With the records below as your source, retype each line exactly from the top down to the line that contains "or the terminal.", and include that line.

━━━━━ Input material

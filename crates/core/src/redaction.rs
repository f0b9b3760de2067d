//! Scrubbing of sensitive values from reported argument vectors
//!
//! When a runtime invocation fails, the error message embeds the argv that was
//! executed. Any `-e KEY=VALUE` pair whose key looks secret-bearing has its
//! value replaced before the text can reach logs or the terminal.

/// Placeholder substituted for scrubbed values
pub const SCRUB_PLACEHOLDER: &str = "***";

/// Case-insensitive markers that flag an environment key as sensitive
const SENSITIVE_KEY_MARKERS: &[&str] = &[
    "TOKEN",
    "SECRET",
    "KEY",
    "PASSWORD",
    "PASSPHRASE",
    "CREDENTIAL",
    "AUTH_SOCK",
];

/// Check whether an environment variable key should have its value scrubbed.
pub fn is_sensitive_key(key: &str) -> bool {
    let upper = key.to_uppercase();
    SENSITIVE_KEY_MARKERS
        .iter()
        .any(|marker| upper.contains(marker))
}

/// Scrub a single `KEY=VALUE` pair, leaving non-sensitive pairs untouched.
pub fn scrub_env_pair(pair: &str) -> String {
    match pair.split_once('=') {
        Some((key, _)) if is_sensitive_key(key) => format!("{}={}", key, SCRUB_PLACEHOLDER),
        _ => pair.to_string(),
    }
}

/// Scrub an argument vector before it is rendered into an error message.
///
/// Values following `-e` / `--env` are treated as `KEY=VALUE` pairs, as are
/// inline `--env=KEY=VALUE` tokens. All other arguments pass through.
pub fn scrub_args(args: &[String]) -> Vec<String> {
    let mut scrubbed = Vec::with_capacity(args.len());
    let mut next_is_env = false;

    for arg in args {
        if next_is_env {
            scrubbed.push(scrub_env_pair(arg));
            next_is_env = false;
            continue;
        }

        if arg == "-e" || arg == "--env" {
            next_is_env = true;
            scrubbed.push(arg.clone());
        } else if let Some(pair) = arg.strip_prefix("--env=") {
            scrubbed.push(format!("--env={}", scrub_env_pair(pair)));
        } else {
            scrubbed.push(arg.clone());
        }
    }

    scrubbed
}

/// Render an argument vector for inclusion in an error message, scrubbed.
pub fn render_args(args: &[String]) -> String {
    scrub_args(args).join(" ")
}
/// Options for creating and starting a workspace container
#[derive(Debug, Clone, Default)]
pub struct RunOptions {
    pub name: String,
    pub workspace_id: String,
    /// Extra labels beyond the workspace label, emitted in sorted key order
    pub labels: BTreeMap<String, String>,
    pub user: Option<String>,
    /// Container environment, emitted in sorted key order
    pub env: BTreeMap<String, String>,
    pub init: bool,
    pub privileged: bool,
    pub cap_add: Vec<String>,
    pub security_opt: Vec<String>,
    /// Pre-formatted `--mount` specifications, in declaration order
    pub mounts: Vec<String>,
    /// Pre-formatted `--publish` specifications, in declaration order
    pub publish: Vec<String>,
    pub entrypoint: Option<String>,
    /// Opaque pass-through tokens; always placed right before the image
    pub extra_args: Vec<String>,
    pub image: String,
    pub command: Vec<String>,
}

/// Options for executing a command inside a container
#[derive(Debug, Clone, Default)]
pub struct ExecOptions {
    pub user: Option<String>,
    pub workdir: Option<String>,
    /// Environment injected as `-e` flags, emitted in sorted key order
    pub env: BTreeMap<String, String>,
    pub interactive: bool,
    pub tty: bool,
    pub privileged: bool,
}

/// Captured output of a container exec
#[derive(Debug, Clone)]
pub struct ExecOutput {
    pub exit_code: i32,
    pub stdout: String,
    pub stderr: String,
}

impl ExecOutput {
    pub fn success(&self) -> bool {
        self.exit_code == 0
    }
}

/// Options for building a workspace image
#[derive(Debug, Clone)]
pub struct BuildOptions {
    pub context: PathBuf,
    pub dockerfile: Option<PathBuf>,
    pub tag: String,
    /// Build arguments, emitted in sorted key order
    pub build_args: BTreeMap<String, String>,
    pub target: Option<String>,
    /// Image labels, emitted in sorted key order
    pub labels: BTreeMap<String, String>,
}

/// CLI adapter over one container runtime binary
#[derive(Debug, Clone)]
pub struct CliRuntime {
    kind: RuntimeKind,
    program: String,
}
//! `.env` sidecar file parsing
//!
//! One `KEY=VALUE` per line, `#` starts a comment line, whitespace is trimmed
//! around both key and value. Used by `exec --env-file` and compose env
//! passthrough.

use crate::errors::{ConfigError, Result};
use indexmap::IndexMap;
use std::path::Path;

/// Parse a `.env` file from disk.
pub fn parse_env_file(path: &Path) -> Result<IndexMap<String, String>> {
    let content = std::fs::read_to_string(path).map_err(ConfigError::Io)?;
    Ok(parse_env_str(&content))
}

/// Parse `.env` content. Malformed lines (no `=`) are skipped.
pub fn parse_env_str(content: &str) -> IndexMap<String, String> {
    let mut vars = IndexMap::new();

    for line in content.lines() {
        let trimmed = line.trim();
        if trimmed.is_empty() || trimmed.starts_with('#') {
            continue;
        }

        if let Some((key, value)) = trimmed.split_once('=') {
            let key = key.trim();
            if key.is_empty() {
                continue;
            }
            vars.insert(key.to_string(), value.trim().to_string());
        }
    }

    vars
}
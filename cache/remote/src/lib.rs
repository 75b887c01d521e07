//! Remote key/value tier for the tiered cache.
//!
//! This crate adapts any network key/value store to the
//! [`CacheLayer`](cascade_core::CacheLayer) contract:
//!
//! - [`RemoteStore`]: the narrow client interface a concrete store
//!   (Redis, memcached, ...) is adapted to
//! - [`ValueCodec`]: injected serialization between values and bytes
//! - [`CircuitBreaker`]: fail-fast gate after repeated store failures
//! - [`RemoteLayer`]: the tier itself, wiring retry and breaker around
//!   every store call

#![warn(missing_docs)]
#![warn(clippy::all)]

mod breaker;
mod codec;
mod error;
mod layer;
mod store;

pub use breaker::{BreakerState, CircuitBreaker};
pub use codec::{BytesCodec, StringCodec, ValueCodec};
pub use error::{CodecError, RemoteError};
pub use layer::{RemoteLayer, RemoteLayerConfig};
pub use store::RemoteStore;
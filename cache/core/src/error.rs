//! Error types shared by every cache tier.

use thiserror::Error;

/// Errors surfaced by a cache tier.
///
/// Tier errors are recoverable from the manager's point of view: a failed
/// `try_get` falls through to the next tier and a failed `set` is logged
/// and dropped. Only the remote tier produces these in practice; the
/// in-memory tiers are infallible.
#[derive(Debug, Clone, Error)]
pub enum LayerError {
    /// The tier cannot serve requests right now (circuit open, retries
    /// exhausted, backing store gone).
    #[error("layer unavailable: {reason}")]
    Unavailable {
        /// Human-readable cause, for logs.
        reason: String,
    },

    /// Transport or storage failure inside the tier.
    #[error("layer i/o error: {0}")]
    Io(String),

    /// The stored bytes could not be decoded, or the value could not be
    /// encoded for storage.
    #[error("codec error: {0}")]
    Codec(String),
}

impl LayerError {
    /// Shorthand for a [`LayerError::Unavailable`] with the given reason.
    pub fn unavailable(reason: impl Into<String>) -> Self {
        Self::Unavailable {
            reason: reason.into(),
        }
    }
}

/// Result alias for tier operations.
pub type LayerResult<T> = Result<T, LayerError>;

#[cfg(test)]
mod tests {
    use super::*;

    #[test]
    fn display_messages() {
        assert_eq!(
            LayerError::unavailable("circuit open").to_string(),
            "layer unavailable: circuit open"
        );
        assert_eq!(
            LayerError::Io("reset".into()).to_string(),
            "layer i/o error: reset"
        );
        assert_eq!(
            LayerError::Codec("bad utf-8".into()).to_string(),
            "codec error: bad utf-8"
        );
    }
}
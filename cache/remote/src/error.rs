//! Error types for the remote tier.

use thiserror::Error;

/// Errors returned by a [`RemoteStore`](crate::RemoteStore)
/// implementation.
#[derive(Debug, Clone, Error)]
pub enum RemoteError {
    /// The operation did not complete in time.
    #[error("remote operation timed out")]
    Timeout,

    /// The connection was dropped mid-operation.
    #[error("connection reset")]
    ConnectionReset,

    /// Other transport failure.
    #[error("remote i/o error: {0}")]
    Io(String),

    /// The store refused the operation (bad key, value too large, ...).
    /// Not retried.
    #[error("remote store rejected operation: {0}")]
    Rejected(String),
}

impl RemoteError {
    /// Whether a retry has a chance of succeeding.
    pub fn is_transient(&self) -> bool {
        match self {
            Self::Timeout | Self::ConnectionReset | Self::Io(_) => true,
            Self::Rejected(_) => false,
        }
    }
}

/// Errors from encoding or decoding a cached value.
#[derive(Debug, Clone, Error)]
#[error("codec error: {0}")]
pub struct CodecError(
    /// Human-readable cause.
    pub String,
);

impl CodecError {
    /// Build a codec error from any displayable cause.
    pub fn new(cause: impl std::fmt::Display) -> Self {
        Self(cause.to_string())
    }
}
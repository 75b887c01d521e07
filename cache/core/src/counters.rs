//! Per-tier operation counters.

use std::sync::atomic::{AtomicU64, Ordering};

/// Atomic counters maintained by the in-memory tiers.
///
/// All counters are monotonic and updated with relaxed ordering; they
/// feed metrics, never control flow.
#[derive(Debug, Default)]
pub struct LayerCounters {
    /// Lookups that returned a live value.
    pub hits: AtomicU64,
    /// Lookups that found nothing (or only an expired entry).
    pub misses: AtomicU64,
    /// Writes that stored a value (admitted or replacing).
    pub insertions: AtomicU64,
    /// Writes declined by the admission policy.
    pub rejections: AtomicU64,
    /// Entries displaced to make room for a new value.
    pub evictions: AtomicU64,
    /// Entries removed because their deadline passed (on access or by
    /// the sweeper).
    pub expirations: AtomicU64,
    /// Hits on entries inside the soft-TTL window.
    pub soft_ttl_hits: AtomicU64,
}

impl LayerCounters {
    /// Create zeroed counters.
    pub fn new() -> Self {
        Self::default()
    }

    /// Take a point-in-time copy of all counters.
    pub fn snapshot(&self) -> CounterSnapshot {
        CounterSnapshot {
            hits: self.hits.load(Ordering::Relaxed),
            misses: self.misses.load(Ordering::Relaxed),
            insertions: self.insertions.load(Ordering::Relaxed),
            rejections: self.rejections.load(Ordering::Relaxed),
            evictions: self.evictions.load(Ordering::Relaxed),
            expirations: self.expirations.load(Ordering::Relaxed),
            soft_ttl_hits: self.soft_ttl_hits.load(Ordering::Relaxed),
        }
    }

    #[inline]
    pub(crate) fn record_hit(&self) {
        self.hits.fetch_add(1, Ordering::Relaxed);
    }

    #[inline]
    pub(crate) fn record_miss(&self) {
        self.misses.fetch_add(1, Ordering::Relaxed);
    }
}

/// Point-in-time copy of [`LayerCounters`].
#[derive(Debug, Clone, Copy, Default, PartialEq, Eq)]
pub struct CounterSnapshot {
    /// Lookups that returned a live value.
    pub hits: u64,
    /// Lookups that found nothing.
    pub misses: u64,
    /// Writes that stored a value.
    pub insertions: u64,
    /// Writes declined by admission.
    pub rejections: u64,
    /// Entries displaced by eviction.
    pub evictions: u64,
    /// Entries removed by expiry.
    pub expirations: u64,
    /// Hits inside the soft-TTL window.
    pub soft_ttl_hits: u64,
}

impl CounterSnapshot {
    /// Hit rate over all lookups, or 0.0 with no traffic.
    pub fn hit_rate(&self) -> f64 {
        let total = self.hits + self.misses;
        if total == 0 {
            0.0
        } else {
            self.hits as f64 / total as f64
        }
    }
}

━━━━━━━━━━

• _Result_
filename crates/core/src/redaction.rs
repository f0b9b3760de2067d
//! Scrubbing of sensitive values from reported argument vectors
//!
//! When a runtime invocation fails, the error message embeds the argv that was
//! executed. Any `-e KEY=VALUE` pair whose key looks secret-bearing has its
//! value replaced before the text can reach logs or the terminal.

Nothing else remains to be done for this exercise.